Book Rec – In a Strange Room

Whenever I hear of a book that sounds interesting, I put it in my library queue.  When it arrives, anytime between one week to five months later, I usually forget why I asked for it.  Such was the case when I found In a Strange Room by Damon Galgut waiting for me on the hold shelf.  Who or what told me to read this wonderful book? I want to buy them a cake!  

As I scanned through the first couple pages, I was initially turned off by Galgut’s poetic paragraphs and disregard for the established rules of grammar.  Almost as soon as I had decided the book was too weird to read, I found myself entranced.  In his book, Galgut describes three journeys–to Africa, Greece, and India.  The rhythm of his prose makes his adventures something lyrical and deeply moving.  He generally writes in a third-person past tense, but sometimes, within even the same paragraph, he shifts from “he” to “I” as though the emotion is so strong he has been sucked back into the memory as if it were a present-tense reality.  I mean, that’s some amazing writing.
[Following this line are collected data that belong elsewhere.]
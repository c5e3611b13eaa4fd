//! CLI entry point for spacetraveling

use anyhow::Result;
use clap::{Parser, Subcommand};
use std::path::PathBuf;
use tracing_subscriber::{layer::SubscriberExt, util::SubscriberInitExt};

use spacetraveling::generator::Generator;
use spacetraveling::Blog;

#[derive(Parser)]
#[command(name = "spacetraveling")]
#[command(version)]
#[command(about = "A static blog generated from a Prismic repository", long_about = None)]
struct Cli {
    /// Set the base directory (defaults to current directory)
    #[arg(short, long, global = true)]
    cwd: Option<PathBuf>,

    /// Enable debug output
    #[arg(short, long, global = true)]
    debug: bool,

    #[command(subcommand)]
    command: Commands,
}

#[derive(Subcommand)]
enum Commands {
    /// Generate static files
    #[command(alias = "g")]
    Generate,

    /// Generate, then serve the site with load more and on-demand post pages
    #[command(alias = "s")]
    Server {
        /// Port to listen on
        #[arg(short, long, default_value = "3000")]
        port: u16,

        /// IP address to bind to
        #[arg(short, long, default_value = "localhost")]
        ip: String,

        /// Open browser automatically
        #[arg(short, long)]
        open: bool,
    },

    /// Clean the public folder
    Clean,

    /// List posts in the content store
    List,

    /// Display version information
    Version,
}

#[tokio::main]
async fn main() -> Result<()> {
    let cli = Cli::parse();

    // Initialize logging
    let filter = if cli.debug {
        "spacetraveling=debug,info"
    } else {
        "spacetraveling=info"
    };

    tracing_subscriber::registry()
        .with(
            tracing_subscriber::EnvFilter::try_from_default_env().unwrap_or_else(|_| filter.into()),
        )
        .with(tracing_subscriber::fmt::layer())
        .init();

    // Determine base directory
    let base_dir = match cli.cwd {
        Some(dir) => dir,
        None => std::env::current_dir()?,
    };

    match cli.command {
        Commands::Generate => {
            let blog = Blog::new(&base_dir)?;
            tracing::info!("Generating static files...");
            blog.generate().await?;
            println!("Generated successfully!");
        }

        Commands::Server { port, ip, open } => {
            let blog = Blog::new(&base_dir)?;
            let store = blog.store()?;
            let generator = Generator::new(&blog)?;

            // Generate first
            tracing::info!("Generating static files...");
            generator.generate(store.as_ref()).await?;

            tracing::info!("Starting server at http://{}:{}", ip, port);
            spacetraveling::server::start(generator, store, &ip, port, open).await?;
        }

        Commands::Clean => {
            let blog = Blog::new(&base_dir)?;
            tracing::info!("Cleaning public folder...");
            blog.clean()?;
            println!("Cleaned successfully!");
        }

        Commands::List => {
            let blog = Blog::new(&base_dir)?;
            spacetraveling::commands::list::run(&blog).await?;
        }

        Commands::Version => {
            println!("spacetraveling version {}", env!("CARGO_PKG_VERSION"));
        }
    }

    Ok(())
}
Something in him has changed, he can’t seem to connect properly with the world.  He feels this not as a failure of the world but as a massive failing in himself, he would like to change it but doesn’t know how.  In his clearest moments he thinks that he has lost the ability to love, people or places or things, most of all the person and place and thing that he is.  Without love nothing has value, nothing can be made to matter very much.

Although the book revolves around traveling, the destination is not really the point.  Galgut is more concerned with why he travels than where he goes, with how traveling shapes him and affects his relationship with others, either by drawing people together or as a repellant force.  In a Strange Room is not a book for the head, but for the heart.  If you want a uniquely emotional experience, this is the book for you.